Revocation is an American technical death metal band from Boston, Massachusetts, consisting of guitarist and vocalist Dave Davidson, bassist Brett Bamberger and drummer Ash Pearson. The band has released eight studio albums, two EPs, and ten music videos since their formation.

History

Background (Cryptic Warning) (2000–2005)
In 2000, guitarist/vocalist Dave Davidson, drummer Phil Dubois-Coyne and bassist Anthony Buda, met while attending a high school in Boston, Massachusetts. Influenced by Guns N' Roses and Metallica, the trio formed Cryptic Warning. As Cryptic Warning, the band recorded its first demo in 2002 and gained an underground following in Boston, and surrounding area. A second demo, Internally Reviled, was recorded in 2004. In 2005, Cryptic Warning recorded and released an independent album, Sanity's Aberration, but was not content with the quality of the album's production. Remembering those recordings, Davidson said: "We didn't record the album with a metal guy, so we didn't get the sound we wanted. The heaviest reference in our producer's discography was The Cult. A lot of people still love that record—our old-school fans who used to show up for all of the shows—but to us, we weren't really satisfied with the production of that. We felt it was one of the mistakes we made."

First four albums (2006–2013)
In 2006, Cryptic Warning disbanded and Revocation formed with the lineup intact. Davidson commented: "I think, looking a little deeper into it, we made a lot of mistakes with Cryptic Warning. We were younger and didn't really know what we were doing, so Revocation was us starting fresh with a clean slate and revoking our past mistakes." With a direction change, Revocation promptly recorded a three-song demo titled Summon the Spawn, and in 2008 they went back into the studio to record their first full-length album, Empire of the Obscene. The full length was self-released, and the band financed its own tour, attracting the interest of several record labels. Revocation subsequently signed to Relapse Records.

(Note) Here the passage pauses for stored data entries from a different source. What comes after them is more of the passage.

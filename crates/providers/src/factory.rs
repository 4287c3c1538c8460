use webpilot_core::{Config, Error, Result};

use crate::{AnthropicProvider, GeminiProvider, OllamaProvider, OpenAiProvider, Provider};

/// Default api_base for OpenAI-compatible providers.
fn default_api_base(provider_name: &str) -> &'static str {
    match provider_name {
        "openai" => "https://api.openai.com/v1",
        "deepseek" => "https://api.deepseek.com/v1",
        "openrouter" => "https://openrouter.ai/api/v1",
        "groq" => "https://api.groq.com/openai/v1",
        _ => "https://api.openai.com/v1",
    }
}

/// Infer the provider name from a model-string prefix.
/// Returns None when the prefix is not recognized (caller falls back).
pub fn infer_provider_from_model(model: &str) -> Option<&'static str> {
    if model.starts_with("anthropic/") || model.starts_with("claude-") {
        Some("anthropic")
    } else if model.starts_with("gemini/") || model.starts_with("gemini-") {
        Some("gemini")
    } else if model.starts_with("ollama/") {
        Some("ollama")
    } else if model.starts_with("openai/")
        || model.starts_with("gpt-")
        || model.starts_with("o1")
        || model.starts_with("o3")
    {
        Some("openai")
    } else if model.starts_with("deepseek") {
        Some("deepseek")
    } else {
        None
    }
}

/// First configured provider with a usable API key, in preference order.
fn fallback_provider_name(config: &Config) -> Option<&str> {
    let priority = ["anthropic", "openai", "deepseek", "gemini", "ollama"];
    for name in priority {
        if let Some(p) = config.providers.get(name) {
            if !p.api_key.is_empty() && p.api_key != "dummy" {
                return Some(name);
            }
        }
    }
    // ollama needs no real api_key
    if config.providers.contains_key("ollama") {
        return Some("ollama");
    }
    None
}

/// Single entry point for provider construction.
///
/// Resolution order:
/// 1. `explicit_provider` (from Command.provider or config agent.provider)
/// 2. model-prefix inference ("claude-..." -> anthropic)
/// 3. first provider in config with an API key
///
/// An explicit provider with no config entry or no API key is an error
/// (ollama excepted).
pub fn create_provider(
    config: &Config,
    model: &str,
    explicit_provider: Option<&str>,
) -> Result<Box<dyn Provider>> {
    let max_tokens = config.agent.max_tokens;
    let temperature = config.agent.temperature;
    let proxy = config.network.proxy.as_deref();

    let effective_provider: &str = if let Some(ep) = explicit_provider {
        ep
    } else if let Some(inferred) = infer_provider_from_model(model) {
        inferred
    } else if let Some(fallback) = fallback_provider_name(config) {
        fallback
    } else {
        return Err(Error::Provider(
            "No reasoning provider configured. Set 'provider' in config, use a recognized \
             model prefix (e.g. 'claude-...', 'gpt-4o', 'gemini-...'), or add an API key to \
             the providers section."
                .to_string(),
        ));
    };

    let provider_cfg = config.providers.get(effective_provider);

    if effective_provider != "ollama" {
        match provider_cfg {
            None => {
                return Err(Error::Provider(format!(
                    "Provider '{}' is not present in the providers section",
                    effective_provider
                )));
            }
            Some(cfg) if cfg.api_key.is_empty() || cfg.api_key == "dummy" => {
                return Err(Error::Provider(format!(
                    "Provider '{}' has no API key configured",
                    effective_provider
                )));
            }
            _ => {}
        }
    }

    let empty_cfg = webpilot_core::config::ProviderConfig::default();
    let resolved_cfg = provider_cfg.unwrap_or(&empty_cfg);

    match effective_provider {
        "anthropic" => Ok(Box::new(AnthropicProvider::new(
            &resolved_cfg.api_key,
            resolved_cfg.api_base.as_deref(),
            model,
            max_tokens,
            temperature,
            proxy,
        )) as Box<dyn Provider>),
        "gemini" => Ok(Box::new(GeminiProvider::new(
            &resolved_cfg.api_key,
            resolved_cfg.api_base.as_deref(),
            model,
            max_tokens,
            temperature,
            proxy,
        )) as Box<dyn Provider>),
        "ollama" => Ok(Box::new(OllamaProvider::new(
            resolved_cfg.api_base.as_deref().or(Some("http://localhost:11434")),
            model,
            max_tokens,
            temperature,
            proxy,
        )) as Box<dyn Provider>),
        _ => {
            // OpenAI-compatible: openai, deepseek, openrouter, groq, relays
            let api_base = resolved_cfg
                .api_base
                .as_deref()
                .unwrap_or_else(|| default_api_base(effective_provider));
            Ok(Box::new(OpenAiProvider::new(
                &resolved_cfg.api_key,
                Some(api_base),
                model,
                max_tokens,
                temperature,
                proxy,
            )) as Box<dyn Provider>)
        }
    }
}

#[cfg(test)]
mod tests {
    use super::*;

    #[test]
    fn test_infer_provider_from_model() {
        assert_eq!(infer_provider_from_model("claude-3-haiku-20240307"), Some("anthropic"));
        assert_eq!(infer_provider_from_model("anthropic/claude-3-sonnet"), Some("anthropic"));
        assert_eq!(infer_provider_from_model("gemini-pro"), Some("gemini"));
        assert_eq!(infer_provider_from_model("gemini/gemini-pro"), Some("gemini"));
        assert_eq!(infer_provider_from_model("ollama/llama3"), Some("ollama"));
        assert_eq!(infer_provider_from_model("gpt-4o"), Some("openai"));
        assert_eq!(infer_provider_from_model("deepseek-chat"), Some("deepseek"));
        assert_eq!(infer_provider_from_model("some-unknown-model"), None);
    }

    #[test]
    fn test_explicit_provider_wins_over_prefix() {
        let mut config = Config::default();
        config.providers.get_mut("openai").unwrap().api_key = "sk-test".to_string();
        let result = create_provider(&config, "claude-3-haiku-20240307", Some("openai"));
        assert!(result.is_ok());
        assert_eq!(result.unwrap().model(), "claude-3-haiku-20240307");
    }

    #[test]
    fn test_model_prefix_inference() {
        let mut config = Config::default();
        config.providers.get_mut("anthropic").unwrap().api_key = "sk-ant-test".to_string();
        assert!(create_provider(&config, "claude-3-haiku-20240307", None).is_ok());
    }

    #[test]
    fn test_ollama_needs_no_key() {
        let config = Config::default();
        assert!(create_provider(&config, "llama3", Some("ollama")).is_ok());
    }

    #[test]
    fn test_explicit_without_key_fails() {
        let config = Config::default(); // anthropic key empty
        let result = create_provider(&config, "gpt-4o", Some("anthropic"));
        assert!(result.is_err());
    }

    #[test]
    fn test_unknown_explicit_provider_fails() {
        let config = Config::default();
        let result = create_provider(&config, "gpt-4o", Some("acme-llm"));
        assert!(result.is_err());
    }

    #[test]
    fn test_no_config_at_all_fails() {
        let mut config = Config::default();
        for p in config.providers.values_mut() {
            p.api_key = String::new();
        }
        config.providers.remove("ollama");
        let result = create_provider(&config, "some-unknown-model", None);
        assert!(result.is_err());
    }
}
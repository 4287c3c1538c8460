use async_trait::async_trait;
use reqwest::Client;
use serde::Deserialize;
use serde_json::json;
use std::time::Duration;
use tracing::{debug, error, info};

use crate::client::build_http_client;
use crate::Provider;
use webpilot_core::{Error, Result};

const GEMINI_API_BASE: &str = "https://generativelanguage.googleapis.com/v1beta";

pub struct GeminiProvider {
    client: Client,
    api_key: String,
    api_base: String,
    model: String,
    max_tokens: u32,
    temperature: f32,
}

impl GeminiProvider {
    pub fn new(
        api_key: &str,
        api_base: Option<&str>,
        model: &str,
        max_tokens: u32,
        temperature: f32,
        proxy: Option<&str>,
    ) -> Self {
        Self {
            client: build_http_client(proxy, Duration::from_secs(120)),
            api_key: api_key.to_string(),
            api_base: api_base
                .unwrap_or(GEMINI_API_BASE)
                .trim_end_matches('/')
                .to_string(),
            model: model.to_string(),
            max_tokens,
            temperature,
        }
    }

    /// Strip an optional "gemini/" routing prefix from the model name.
    fn normalize_model(model: &str) -> &str {
        model.strip_prefix("gemini/").unwrap_or(model)
    }
}

#[derive(Debug, Deserialize)]
struct GeminiResponse {
    candidates: Option<Vec<Candidate>>,
}

#[derive(Debug, Deserialize)]
struct Candidate {
    content: Option<CandidateContent>,
}

#[derive(Debug, Deserialize)]
struct CandidateContent {
    #[serde(default)]
    parts: Vec<Part>,
}

#[derive(Debug, Deserialize)]
struct Part {
    #[serde(default)]
    text: String,
}

#[async_trait]
impl Provider for GeminiProvider {
    async fn generate(&self, prompt: &str) -> Result<String> {
        let model = Self::normalize_model(&self.model);
        let url = format!(
            "{}/models/{}:generateContent?key={}",
            self.api_base, model, self.api_key
        );

        let request = json!({
            "contents": [{"role": "user", "parts": [{"text": prompt}]}],
            "generationConfig": {
                "temperature": self.temperature,
                "maxOutputTokens": self.max_tokens,
            }
        });

        info!(model = %model, prompt_len = prompt.len(), "Calling Gemini API");

        let response = self
            .client
            .post(&url)
            .header("Content-Type", "application/json")
            .json(&request)
            .send()
            .await
            .map_err(|e| Error::Provider(format!("Gemini request failed: {}", e)))?;

        let status = response.status();
        let raw_body = response.text().await.unwrap_or_default();

        if !status.is_success() {
            error!(status = %status, body = %raw_body, "Gemini API error");
            return Err(Error::Provider(format!(
                "Gemini API error {}: {}",
                status, raw_body
            )));
        }

        debug!(body_len = raw_body.len(), "Gemini raw response");

        let resp: GeminiResponse = serde_json::from_str(&raw_body).map_err(|e| {
            Error::Provider(format!(
                "Failed to parse Gemini response: {}. Body: {}",
                e,
                &raw_body[..raw_body.len().min(500)]
            ))
        })?;

        let candidate = resp
            .candidates
            .and_then(|c| c.into_iter().next())
            .ok_or_else(|| Error::Provider("No candidates in Gemini response".to_string()))?;

        let text: String = candidate
            .content
            .map(|c| {
                c.parts
                    .iter()
                    .map(|p| p.text.as_str())
                    .collect::<Vec<_>>()
                    .join("")
            })
            .unwrap_or_default();

        Ok(text)
    }

    fn model(&self) -> &str {
        &self.model
    }
}
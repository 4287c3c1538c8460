use async_trait::async_trait;
use reqwest::Client;
use serde::Deserialize;
use serde_json::json;
use std::time::Duration;
use tracing::{debug, error, info};

use crate::client::build_http_client;
use crate::Provider;
use webpilot_core::{Error, Result};

const ANTHROPIC_API_BASE: &str = "https://api.anthropic.com/v1";
const ANTHROPIC_VERSION: &str = "2023-06-01";

pub struct AnthropicProvider {
    client: Client,
    api_key: String,
    api_base: String,
    model: String,
    max_tokens: u32,
    temperature: f32,
}

impl AnthropicProvider {
    pub fn new(
        api_key: &str,
        api_base: Option<&str>,
        model: &str,
        max_tokens: u32,
        temperature: f32,
        proxy: Option<&str>,
    ) -> Self {
        Self {
            client: build_http_client(proxy, Duration::from_secs(120)),
            api_key: api_key.to_string(),
            api_base: api_base
                .unwrap_or(ANTHROPIC_API_BASE)
                .trim_end_matches('/')
                .to_string(),
            model: model.to_string(),
            max_tokens,
            temperature,
        }
    }
}

#[derive(Debug, Deserialize)]
struct MessagesResponse {
    content: Vec<ContentBlock>,
}

#[derive(Debug, Deserialize)]
struct ContentBlock {
    #[serde(rename = "type")]
    block_type: String,
    #[serde(default)]
    text: String,
}

#[async_trait]
impl Provider for AnthropicProvider {
    async fn generate(&self, prompt: &str) -> Result<String> {
        let url = format!("{}/messages", self.api_base);
        let request = json!({
            "model": self.model,
            "max_tokens": self.max_tokens,
            "temperature": self.temperature,
            "messages": [{"role": "user", "content": prompt}],
        });

        info!(url = %url, model = %self.model, prompt_len = prompt.len(), "Calling Anthropic API");

        let response = self
            .client
            .post(&url)
            .header("x-api-key", &self.api_key)
            .header("anthropic-version", ANTHROPIC_VERSION)
            .json(&request)
            .send()
            .await
            .map_err(|e| Error::Provider(format!("Request failed: {}", e)))?;

        let status = response.status();
        let raw_body = response.text().await.unwrap_or_default();

        if !status.is_success() {
            error!(status = %status, body = %raw_body, "Anthropic API error");
            return Err(Error::Provider(format!("API error {}: {}", status, raw_body)));
        }

        debug!(body_len = raw_body.len(), "Anthropic raw response");

        let resp: MessagesResponse = serde_json::from_str(&raw_body).map_err(|e| {
            Error::Provider(format!(
                "Failed to parse response: {}. Body: {}",
                e,
                &raw_body[..raw_body.len().min(500)]
            ))
        })?;

        let text: String = resp
            .content
            .iter()
            .filter(|b| b.block_type == "text")
            .map(|b| b.text.as_str())
            .collect::<Vec<_>>()
            .join("");

        Ok(text)
    }

    fn model(&self) -> &str {
        &self.model
    }
}

#[cfg(test)]
mod tests {
    use super::*;

    #[test]
    fn test_response_parsing_joins_text_blocks() {
        let raw = r#"{"content":[{"type":"text","text":"Hello "},{"type":"text","text":"world"}],"role":"assistant"}"#;
        let resp: MessagesResponse = serde_json::from_str(raw).unwrap();
        let text: String = resp
            .content
            .iter()
            .filter(|b| b.block_type == "text")
            .map(|b| b.text.as_str())
            .collect();
        assert_eq!(text, "Hello world");
    }
}
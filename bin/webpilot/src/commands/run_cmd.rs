use webpilot_core::Command;

use super::{build_agent, print_result};

pub async fn run(
    text: String,
    provider: Option<String>,
    username: Option<String>,
    password: Option<String>,
) -> anyhow::Result<()> {
    let agent = build_agent()?;

    let mut command = Command::new(&text);
    if let Some(p) = provider {
        command = command.with_provider(&p);
    }
    if let Some(u) = username {
        command = command.with_context("username", &u);
    }
    if let Some(pw) = password {
        command = command.with_context("password", &pw);
    }

    let result = agent.submit(command).await?;
    print_result(&result);

    Ok(())
}
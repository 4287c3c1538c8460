use chrono::{DateTime, Utc};
use serde::{Deserialize, Serialize};
use std::collections::BTreeMap;

/// A single natural-language instruction submitted for one automation run.
///
/// Immutable once handed to the runner. `context` carries named values the
/// instruction may need (username, password, file excerpts); values are
/// opaque strings and are never written to logs.
#[derive(Debug, Clone, Serialize, Deserialize)]
pub struct Command {
    pub text: String,
    #[serde(default)]
    pub context: BTreeMap<String, String>,
    /// Reasoning-backend selector. `None` uses the configured default.
    #[serde(default)]
    pub provider: Option<String>,
}

impl Command {
    pub fn new(text: &str) -> Self {
        Self {
            text: text.to_string(),
            context: BTreeMap::new(),
            provider: None,
        }
    }

    pub fn with_context(mut self, key: &str, value: &str) -> Self {
        self.context.insert(key.to_string(), value.to_string());
        self
    }

    pub fn with_provider(mut self, provider: &str) -> Self {
        self.provider = Some(provider.to_string());
        self
    }

    /// True when the context carries a usable username-equivalent and
    /// password pair.
    pub fn has_credentials(&self) -> bool {
        context_has_credentials(&self.context)
    }
}

/// Whether a context map carries both a non-empty username-equivalent
/// (`username` | `email` | `user`) and a non-empty `password` entry.
pub fn context_has_credentials(context: &BTreeMap<String, String>) -> bool {
    let has_user = ["username", "email", "user"]
        .iter()
        .any(|k| context.get(*k).is_some_and(|v| !v.trim().is_empty()));
    let has_pass = context
        .get("password")
        .is_some_and(|v| !v.trim().is_empty());
    has_user && has_pass
}

/// Terminal outcome of one automation run.
#[derive(Debug, Clone, Copy, Serialize, Deserialize, PartialEq, Eq)]
#[serde(rename_all = "snake_case")]
pub enum ExecutionStatus {
    /// The backend completed the instruction.
    Succeeded,
    /// The backend raised an error that is not a login wall.
    Failed,
    /// The wall-clock budget elapsed; the browser was reset.
    TimedOut,
    /// A login wall was detected and no credentials were supplied.
    NeedsCredentials,
}

impl std::fmt::Display for ExecutionStatus {
    fn fmt(&self, f: &mut std::fmt::Formatter<'_>) -> std::fmt::Result {
        match self {
            ExecutionStatus::Succeeded => write!(f, "succeeded"),
            ExecutionStatus::Failed => write!(f, "failed"),
            ExecutionStatus::TimedOut => write!(f, "timed_out"),
            ExecutionStatus::NeedsCredentials => write!(f, "needs_credentials"),
        }
    }
}

/// Record of one completed run, appended to session history.
///
/// `error` is always `None` for `succeeded` and `needs_credentials`; for
/// `needs_credentials` the human-readable prompt lives in `output`.
#[derive(Debug, Clone, Serialize, Deserialize)]
pub struct ExecutionResult {
    pub status: ExecutionStatus,
    /// The raw command text as submitted (not the augmented instruction).
    pub command: String,
    pub output: String,
    #[serde(default)]
    pub current_url: String,
    #[serde(skip_serializing_if = "Option::is_none")]
    pub screenshot_ref: Option<String>,
    #[serde(skip_serializing_if = "Option::is_none")]
    pub error: Option<String>,
    /// Whether the submitted context carried a credential pair. Never the
    /// values themselves.
    #[serde(default)]
    pub credentials_used: bool,
    pub timestamp: DateTime<Utc>,
}

impl ExecutionResult {
    pub fn succeeded(&self) -> bool {
        self.status == ExecutionStatus::Succeeded
    }
}
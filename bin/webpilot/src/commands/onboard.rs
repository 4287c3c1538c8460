use webpilot_core::{Config, Paths};

pub async fn run(force: bool) -> anyhow::Result<()> {
    let paths = Paths::new();
    let config_path = paths.config_file();

    if config_path.exists() && !force {
        println!("Config already exists at {}", config_path.display());
        println!("Use --force to overwrite.");
        return Ok(());
    }

    paths.ensure_dirs()?;
    let config = Config::default();
    config.save(&config_path)?;

    println!("webpilot initialized");
    println!();
    println!("Config:      {}", config_path.display());
    println!("Screenshots: {}", paths.screenshots_dir().display());
    println!();
    println!("Next steps:");
    println!("  1. Add a provider API key to the config (providers.anthropic.apiKey, ...)");
    println!("  2. Point bridge.endpoint at your running automation bridge");
    println!("  3. webpilot run \"go to example.com and describe the page\"");

    Ok(())
}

The band did a number of regional shows before recording their second full-length album, Existence Is Futile, released on September 29, 2009. The album was described by Allmusic as "one of the best pure metal albums of 2009", while Spin magazine named Revocation as one of the ten artists to watch in 2010. In October 2009, the band performed for the Relapse showcase at CMJ Music Marathon.
On August 16, 2011, the band released their third full-length album, Chaos of Forms. Their fourth full-length studio release, self-titled Revocation, was released on August 5, 2013.

Deathless and Great Is Our Sin (2014–2016)
In early April 2014, it was announced that Revocation had signed with Metal Blade Records and that the recording of a new album had begun. The band's fifth full-length Deathless, was released on October 14, 2014.  Revocation embarked on a fall tour in the U.S. with Crowbar, Havok, Fit For An Autopsy, and Armed for Apocalypse. Following the fall tour, they trekked across Europe with Cannibal Corpse and Aeon.

In June 2015, drummer Phil Dubois-Coyne announced that he was leaving the band. He was replaced by Ash Pearson, the former drummer of 3 Inches of Blood.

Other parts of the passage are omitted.